Its purpose was to reverse the longstanding judicial hostility to arbitration agreements that had existed at English common law and had been adopted by American courts, and to place arbitration agreements upon the same footing as other contracts. (Dean Witter Reynolds Inc. v. Byrd [(1985)] 470 U.S. 213, 219-220, 84 L. Ed. 2d 158, 105 S. Ct. 1238, and n. 6.)" ( Gilmer v. Interstate/Johnson Lane Corp. (1991) 500 U.S. 20, 24, 114 L. Ed. 2d 26, 111 S. Ct. 1647.)
"The primary substantive provision" ( Moses H. Cone Hospital v. Mercury Constr. Corp. (1983) 460 U.S. 1, 24, 74 L. Ed. 2d 765, 103 S. Ct. 927) of the FAA is 9 United States Code section 2 (section 2), which states:
"A written provision in any maritime transaction or a contract evidencing a transaction involving commerce to settle by arbitration a controversy thereafter arising out of such contract or transaction, or the refusal to perform the whole or any part thereof, or an agreement in writing to submit to arbitration an existing controversy arising out of such a contract, transaction, or refusal, shall be valid, irrevocable, and enforceable, save upon such grounds as exist at law or in equity for the revocation of any contract."

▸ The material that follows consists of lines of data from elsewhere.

//! Merger times of known gravitational-wave events.

use std::collections::BTreeMap;

use log::warn;
use once_cell::sync::Lazy;

/// GPS merger times of the events in GWTC-1 up to GW170817, keyed by date code.
static KNOWN_EVENTS: Lazy<BTreeMap<String, f64>> = Lazy::new(|| {
    [
        ("150914", 1_126_259_462.422),
        ("151012", 1_128_678_900.4443),
        ("151226", 1_135_136_350.65),
        ("170104", 1_167_559_936.5991),
        ("170608", 1_180_922_494.4902),
        ("170814", 1_186_741_861.5268),
        ("170817", 1_187_008_882.4457),
    ]
    .into_iter()
    .map(|(code, time)| (code.to_string(), time))
    .collect()
});

const PREFIXES: [&str; 2] = ["GW", "LVT"];

/// Remove a leading `GW` or `LVT`, ignoring case.
fn strip_prefix(event: &str) -> &str {
    for prefix in PREFIXES {
        if event.len() >= prefix.len()
            && event.is_char_boundary(prefix.len())
            && event[..prefix.len()].eq_ignore_ascii_case(prefix)
        {
            return &event[prefix.len()..];
        }
    }
    event
}

/// Lookup table from event names to GPS merger times.
///
/// Names are stored without their `GW`/`LVT` prefix, so `GW150914`,
/// `gw150914` and `150914` all refer to the same event.
#[derive(Debug, Clone, PartialEq)]
pub struct EventCatalog {
    events: BTreeMap<String, f64>,
}

impl Default for EventCatalog {
    /// The catalogue of published events.
    fn default() -> Self {
        Self {
            events: KNOWN_EVENTS.clone(),
        }
    }
}

impl EventCatalog {
    /// A catalogue with the given events, e.g. for testing or newer releases.
    pub fn new<I, S>(events: I) -> Self
    where
        I: IntoIterator<Item = (S, f64)>,
        S: AsRef<str>,
    {
        Self {
            events: events
                .into_iter()
                .map(|(name, time)| (strip_prefix(name.as_ref()).to_string(), time))
                .collect(),
        }
    }

    /// Add or replace an event.
    pub fn insert(&mut self, name: &str, gps_time: f64) {
        self.events.insert(strip_prefix(name).to_string(), gps_time);
    }

    /// Event names without prefix, in sorted order.
    pub fn names(&self) -> impl Iterator<Item = &str> {
        self.events.keys().map(String::as_str)
    }

    pub fn len(&self) -> usize {
        self.events.len()
    }

    pub fn is_empty(&self) -> bool {
        self.events.is_empty()
    }

    /// GPS merger time of `event`, or `None` (with a warning) if unknown.
    pub fn event_time(&self, event: &str) -> Option<f64> {
        let key = strip_prefix(event.trim());
        let time = self.events.get(key).copied();
        if time.is_none() {
            warn!("Unknown event {}", event);
        }
        time
    }
}

/// Merger time of a published event; see [`EventCatalog::event_time`].
pub fn get_event_time(event: &str) -> Option<f64> {
    EventCatalog::default().event_time(event)
}
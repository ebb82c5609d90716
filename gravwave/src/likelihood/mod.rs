//! Likelihood functions for parameter estimation
//!
//! A sampler only sees the [`Likelihood`] trait: it proposes a parameter map
//! and gets back a log-likelihood that is finite or −∞ (outside the model's
//! support). The implementations are stateless across calls and can be shared
//! between threads.

pub mod gaussian;
pub mod gravitational_wave;
pub mod waveform;

pub use gaussian::{GaussianLikelihood, NoiseLevel};
pub use gravitational_wave::GravitationalWaveLikelihood;
pub use waveform::{WaveformGenerator, WaveformPolarizations};

use std::collections::BTreeMap;

use crate::error::{GwError, Result};

/// Named parameter values proposed by a sampler.
pub type Parameters = BTreeMap<String, f64>;

/// Log-likelihood of a parameter set given fixed data.
pub trait Likelihood: Send + Sync {
    /// Log-likelihood at `parameters`, up to a parameter-independent constant.
    ///
    /// # Returns
    /// A finite value, or −∞ when the parameters are outside the model's support
    ///
    /// # Errors
    /// * `GwError::MissingParameter` - a required key is absent
    /// * `GwError::NonFiniteLikelihood` - the evaluation produced NaN
    fn log_likelihood(&self, parameters: &Parameters) -> Result<f64>;

    /// Log-likelihood of the data under the noise-only hypothesis.
    fn noise_log_likelihood(&self) -> Result<f64>;

    /// Log-likelihood ratio of signal versus noise.
    fn log_likelihood_ratio(&self, parameters: &Parameters) -> Result<f64> {
        Ok(self.log_likelihood(parameters)? - self.noise_log_likelihood()?)
    }
}

/// Look up a required parameter.
pub(crate) fn require_parameter(parameters: &Parameters, key: &str) -> Result<f64> {
    parameters
        .get(key)
        .copied()
        .ok_or_else(|| GwError::MissingParameter(key.to_string()))
}

/// Pass through finite values and −∞; NaN is an error.
pub(crate) fn checked(log_likelihood: f64) -> Result<f64> {
    if log_likelihood.is_nan() {
        return Err(GwError::NonFiniteLikelihood);
    }
    Ok(log_likelihood)
}
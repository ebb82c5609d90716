//! Signal-processing algorithms for detector data
//!
//! This module provides noise PSD curves and noise synthesis, one-sided Fourier
//! transforms, Tukey windows and zero-phase low-pass filtering.

pub mod filter;
pub mod psd;
pub mod spectral;
pub mod window;

pub use filter::{band_limit, ButterworthLowPass};
pub use psd::{noise_realisation, PowerSpectralDensity, PsdPoint};
pub use spectral::{
    asd_from_freq_series, forward_transform, inverse_transform, psd_from_freq_series,
};
pub use window::{apply_window, tukey_window, windowed_segment};
//! Zero-phase Butterworth low-pass filtering.
//!
//! The filter is a cascade of second-order sections designed by the bilinear
//! transform with a pre-warped cutoff. [`ButterworthLowPass::filtfilt`] runs the
//! cascade forward and then backward over an odd extension of the series, which
//! squares the magnitude response and cancels the phase response.

use std::f64::consts::PI;

use crate::error::SpectralError;

/// Order of the filter used by [`band_limit`].
pub const BAND_LIMIT_ORDER: usize = 8;

/// One second-order section, normalised so that a0 = 1.
#[derive(Debug, Clone, Copy, PartialEq)]
struct Biquad {
    b0: f64,
    b1: f64,
    b2: f64,
    a1: f64,
    a2: f64,
}

impl Biquad {
    /// Low-pass section for an analog prototype `1 / (s² + d·s + 1)` with the
    /// cutoff pre-warped to `k = tan(π fc / fs)`.
    fn low_pass(damping: f64, k: f64) -> Self {
        let k2 = k * k;
        let norm = 1.0 + damping * k + k2;
        let b0 = k2 / norm;
        Self {
            b0,
            b1: 2.0 * b0,
            b2: b0,
            a1: 2.0 * (k2 - 1.0) / norm,
            a2: (1.0 - damping * k + k2) / norm,
        }
    }

    /// Run the section over `samples` in place (transposed direct form II).
    ///
    /// The state starts at the steady state for a constant input equal to the
    /// first sample, which suppresses the start-up transient.
    fn run(&self, samples: &mut [f64]) {
        let Some(&first) = samples.first() else {
            return;
        };
        // Steady state of a unity-DC-gain section
        let mut z1 = (1.0 - self.b0) * first;
        let mut z2 = (self.b2 - self.a2) * first;

        for x in samples.iter_mut() {
            let input = *x;
            let output = self.b0 * input + z1;
            z1 = self.b1 * input - self.a1 * output + z2;
            z2 = self.b2 * input - self.a2 * output;
            *x = output;
        }
    }
}

/// Butterworth low-pass filter as a cascade of biquads.
#[derive(Debug, Clone, PartialEq)]
pub struct ButterworthLowPass {
    sections: Vec<Biquad>,
    cutoff: f64,
    sampling_frequency: f64,
}

impl ButterworthLowPass {
    /// Design a low-pass filter.
    ///
    /// # Arguments
    /// * `order` - Filter order, rounded up to the next even number
    /// * `cutoff` - -3 dB frequency in Hz, must lie in (0, fs/2)
    /// * `sampling_frequency` - Sampling frequency in Hz
    ///
    /// # Errors
    /// * `SpectralError::InvalidSamplingFrequency` - `fs` not finite and positive
    /// * `SpectralError::InvalidCutoff` - cutoff outside (0, fs/2)
    pub fn new(order: usize, cutoff: f64, sampling_frequency: f64) -> Result<Self, SpectralError> {
        if !(sampling_frequency.is_finite() && sampling_frequency > 0.0) {
            return Err(SpectralError::InvalidSamplingFrequency(sampling_frequency));
        }
        let nyquist = sampling_frequency / 2.0;
        if !(cutoff > 0.0 && cutoff < nyquist) {
            return Err(SpectralError::InvalidCutoff { cutoff, nyquist });
        }

        let n_sections = order.div_ceil(2).max(1);
        let full_order = 2 * n_sections;
        let k = (PI * cutoff / sampling_frequency).tan();

        // Conjugate pole pairs of the analog prototype sit at angles
        // (2i + 1)π / (2n) from the imaginary axis.
        let sections = (0..n_sections)
            .map(|i| {
                let angle = (2 * i + 1) as f64 * PI / (2 * full_order) as f64;
                Biquad::low_pass(2.0 * angle.sin(), k)
            })
            .collect();

        Ok(Self {
            sections,
            cutoff,
            sampling_frequency,
        })
    }

    pub fn cutoff(&self) -> f64 {
        self.cutoff
    }

    pub fn sampling_frequency(&self) -> f64 {
        self.sampling_frequency
    }

    pub fn order(&self) -> usize {
        2 * self.sections.len()
    }

    fn run_cascade(&self, samples: &mut [f64]) {
        for section in &self.sections {
            section.run(samples);
        }
    }

    /// Single forward pass (causal, with phase delay).
    pub fn filter(&self, series: &[f64]) -> Vec<f64> {
        let mut samples = series.to_vec();
        self.run_cascade(&mut samples);
        samples
    }

    /// Forward-backward pass with zero phase.
    ///
    /// The series is padded at both ends by an odd reflection about its end
    /// points before filtering, and the padding is removed afterwards.
    pub fn filtfilt(&self, series: &[f64]) -> Vec<f64> {
        let n = series.len();
        if n == 0 {
            return Vec::new();
        }
        let pad = (3 * (2 * self.sections.len() + 1)).min(n - 1);

        let first = series[0];
        let last = series[n - 1];
        let mut extended = Vec::with_capacity(n + 2 * pad);
        extended.extend((1..=pad).rev().map(|i| 2.0 * first - series[i]));
        extended.extend_from_slice(series);
        extended.extend((1..=pad).map(|i| 2.0 * last - series[n - 1 - i]));

        self.run_cascade(&mut extended);
        extended.reverse();
        self.run_cascade(&mut extended);
        extended.reverse();

        extended[pad..pad + n].to_vec()
    }
}

/// Zero-phase 8th-order Butterworth low-pass of `series`.
///
/// # Errors
/// * `SpectralError::EmptySeries` - `series` is empty
/// * `SpectralError::InvalidCutoff` - cutoff outside (0, fs/2)
pub fn band_limit(
    series: &[f64],
    sampling_frequency: f64,
    cutoff: f64,
) -> Result<Vec<f64>, SpectralError> {
    if series.is_empty() {
        return Err(SpectralError::EmptySeries);
    }
    let filter = ButterworthLowPass::new(BAND_LIMIT_ORDER, cutoff, sampling_frequency)?;
    Ok(filter.filtfilt(series))
}

#[cfg(test)]
mod tests {
    use super::*;
    use approx::assert_relative_eq;

    fn sine(frequency: f64, fs: f64, n: usize) -> Vec<f64> {
        (0..n)
            .map(|i| (2.0 * PI * frequency * i as f64 / fs).sin())
            .collect()
    }

    fn rms(samples: &[f64]) -> f64 {
        (samples.iter().map(|x| x * x).sum::<f64>() / samples.len() as f64).sqrt()
    }

    #[test]
    fn test_sections_have_unity_dc_gain() {
        let filter = ButterworthLowPass::new(8, 100.0, 1000.0).unwrap();
        assert_eq!(filter.order(), 8);
        for s in &filter.sections {
            let gain = (s.b0 + s.b1 + s.b2) / (1.0 + s.a1 + s.a2);
            assert_relative_eq!(gain, 1.0, epsilon = 1e-12);
        }
    }

    #[test]
    fn test_constant_passes_unchanged() {
        let out = band_limit(&[3.5; 200], 1000.0, 50.0).unwrap();
        for v in out {
            assert_relative_eq!(v, 3.5, epsilon = 1e-9);
        }
    }

    #[test]
    fn test_passband_is_zero_phase() {
        let fs = 1024.0;
        let input = sine(5.0, fs, 4096);
        let output = band_limit(&input, fs, 100.0).unwrap();

        // Away from the edges the output tracks the input sample by sample
        for i in 1000..3000 {
            assert_relative_eq!(output[i], input[i], epsilon = 1e-6);
        }
    }

    #[test]
    fn test_stopband_is_attenuated() {
        let fs = 1024.0;
        let input = sine(300.0, fs, 4096);
        let output = band_limit(&input, fs, 100.0).unwrap();
        assert!(rms(&output[500..3500]) < 1e-6 * rms(&input));
    }

    #[test]
    fn test_cutoff_is_minus_six_db_after_two_passes() {
        let fs = 1024.0;
        let cutoff = 64.0;
        let input = sine(cutoff, fs, 8192);
        let output = band_limit(&input, fs, cutoff).unwrap();
        let ratio = rms(&output[2000..6000]) / rms(&input[2000..6000]);
        assert_relative_eq!(ratio, 0.5, epsilon = 1e-3);
    }

    #[test]
    fn test_single_pass_delays_signal() {
        let fs = 1024.0;
        let input = sine(20.0, fs, 2048);
        let filter = ButterworthLowPass::new(8, 100.0, fs).unwrap();
        let causal = filter.filter(&input);
        let zero_phase = filter.filtfilt(&input);
        let causal_err: f64 = (1000..1100).map(|i| (causal[i] - input[i]).abs()).sum();
        let zero_phase_err: f64 = (1000..1100).map(|i| (zero_phase[i] - input[i]).abs()).sum();
        assert!(causal_err > 100.0 * zero_phase_err);
    }

    #[test]
    fn test_invalid_cutoff() {
        assert_eq!(
            band_limit(&[1.0, 2.0], 100.0, 50.0),
            Err(SpectralError::InvalidCutoff {
                cutoff: 50.0,
                nyquist: 50.0
            })
        );
        assert!(band_limit(&[1.0, 2.0], 100.0, 0.0).is_err());
        assert!(band_limit(&[1.0, 2.0], 100.0, f64::NAN).is_err());
    }

    #[test]
    fn test_empty_and_short_series() {
        assert_eq!(band_limit(&[], 100.0, 10.0), Err(SpectralError::EmptySeries));
        assert_eq!(band_limit(&[2.0], 100.0, 10.0).unwrap(), vec![2.0]);
    }
}
//! Detector site geometry on the reference Earth spheroid.

use nalgebra::{Matrix3, Vector3};

/// Semi-major axis of the reference ellipsoid in meters
pub const SEMI_MAJOR_AXIS: f64 = 6_378_137.0;

/// Semi-minor axis of the reference ellipsoid in meters
pub const SEMI_MINOR_AXIS: f64 = 6_356_752.314;

/// Geocentric position of a detector vertex.
///
/// Follows arXiv:gr-qc/0008066 Eqs. B11-B13 with the local radius of
/// curvature from LIGO-T980044 Section 2.1.
///
/// # Arguments
/// * `latitude` - Geodetic latitude in radians
/// * `longitude` - Longitude in radians, east positive
/// * `elevation` - Height above the ellipsoid in meters
///
/// # Returns
/// Vertex position in meters, Earth-fixed geocentric frame
pub fn vertex_position(latitude: f64, longitude: f64, elevation: f64) -> Vector3<f64> {
    let a2 = SEMI_MAJOR_AXIS * SEMI_MAJOR_AXIS;
    let b2 = SEMI_MINOR_AXIS * SEMI_MINOR_AXIS;
    let (sin_lat, cos_lat) = latitude.sin_cos();
    let (sin_lon, cos_lon) = longitude.sin_cos();

    let radius = a2 / (a2 * cos_lat * cos_lat + b2 * sin_lat * sin_lat).sqrt();

    Vector3::new(
        (radius + elevation) * cos_lat * cos_lon,
        (radius + elevation) * cos_lat * sin_lon,
        (b2 / a2 * radius + elevation) * sin_lat,
    )
}

/// Unit vector along a detector arm in the Earth-fixed frame.
///
/// The arm is described in the local tangent frame of the vertex: `azimuth`
/// is measured counter-clockwise from local East towards North, `tilt` is the
/// elevation of the arm above the local horizontal.
pub fn arm_unit_vector(latitude: f64, longitude: f64, tilt: f64, azimuth: f64) -> Vector3<f64> {
    let (sin_lat, cos_lat) = latitude.sin_cos();
    let (sin_lon, cos_lon) = longitude.sin_cos();

    let e_long = Vector3::new(-sin_lon, cos_lon, 0.0);
    let e_lat = Vector3::new(-sin_lat * cos_lon, -sin_lat * sin_lon, cos_lat);
    let e_h = Vector3::new(cos_lat * cos_lon, cos_lat * sin_lon, sin_lat);

    e_long * (tilt.cos() * azimuth.cos()) + e_lat * (tilt.cos() * azimuth.sin()) + e_h * tilt.sin()
}

/// Detector tensor of an L-shaped interferometer, ½(x⊗x − y⊗y).
pub fn detector_tensor(x_arm: &Vector3<f64>, y_arm: &Vector3<f64>) -> Matrix3<f64> {
    0.5 * (x_arm * x_arm.transpose() - y_arm * y_arm.transpose())
}

#[cfg(test)]
mod tests {
    use super::*;
    use approx::assert_relative_eq;
    use std::f64::consts::FRAC_PI_2;

    #[test]
    fn test_equator_prime_meridian() {
        let v = vertex_position(0.0, 0.0, 0.0);
        assert_relative_eq!(v.x, SEMI_MAJOR_AXIS, epsilon = 1e-6);
        assert_relative_eq!(v.y, 0.0, epsilon = 1e-6);
        assert_relative_eq!(v.z, 0.0, epsilon = 1e-6);
    }

    #[test]
    fn test_north_pole_is_semi_minor_axis() {
        let v = vertex_position(FRAC_PI_2, 0.0, 0.0);
        assert_relative_eq!(v.z, SEMI_MINOR_AXIS, epsilon = 1e-3);
        assert!(v.x.abs() < 1e-6);
    }

    #[test]
    fn test_elevation_adds_along_normal() {
        let lat = 0.8;
        let lon = -2.0;
        let ground = vertex_position(lat, lon, 0.0);
        let raised = vertex_position(lat, lon, 100.0);
        let normal = Vector3::new(lat.cos() * lon.cos(), lat.cos() * lon.sin(), lat.sin());
        assert_relative_eq!((raised - ground).norm(), 100.0, epsilon = 1e-6);
        assert_relative_eq!((raised - ground).normalize().dot(&normal), 1.0, epsilon = 1e-12);
    }

    #[test]
    fn test_arm_vectors_are_unit_and_orthogonal() {
        let lat = 0.81;
        let lon = -2.08;
        let x = arm_unit_vector(lat, lon, 0.0, 2.199);
        let y = arm_unit_vector(lat, lon, 0.0, 2.199 + FRAC_PI_2);
        assert_relative_eq!(x.norm(), 1.0, epsilon = 1e-12);
        assert_relative_eq!(y.norm(), 1.0, epsilon = 1e-12);
        assert_relative_eq!(x.dot(&y), 0.0, epsilon = 1e-12);
    }

    #[test]
    fn test_detector_tensor_symmetric_traceless() {
        let x = arm_unit_vector(0.5, 0.3, 0.0, 0.4);
        let y = arm_unit_vector(0.5, 0.3, 0.0, 0.4 + FRAC_PI_2);
        let d = detector_tensor(&x, &y);
        assert_relative_eq!(d, d.transpose(), epsilon = 1e-15);
        assert_relative_eq!(d.trace(), 0.0, epsilon = 1e-12);
    }
}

The phrase "involving commerce" in section 2 is unique in federal statutes. (Allied-Bruce Terminix Cos. v. Dobson (1995) 513 U.S. 265, 273, 130 L. Ed. 2d 753, 115 S. Ct. 834.)
It has been construed broadly. "The word 'involving,' like 'affecting,' signals an intent to exercise Congress' commerce power to the full." (Id. at p. 277; cf. Perry v. Thomas (1987) 482 U.S. 483, 490, 96 L. Ed. 2d 426, 107 S. Ct. 2520; see Annot., 130 L. E. 2d 1189, 1202-1203.)
The Federal Arbitration Act "rests on the authority of Congress to enact substantive rules under the Commerce Clause." (Southland Corp. v. Keating (1984) 465 U.S. 1, 11, 79 L. Ed. 2d 1, 104 S. Ct. 852.)
"In enacting 2 of the federal Act, Congress declared a national policy favoring arbitration and withdrew the power of the states to require a judicial forum for the resolution of claims which the contracting parties agreed to resolve by arbitration." (Southland Corp. v. Keating, supra, 465 U.S. at p. 10.)
The Federal Arbitration Act was designed to be enforceable in state courts as well as federal courts. (Id. at pp. 12-16.)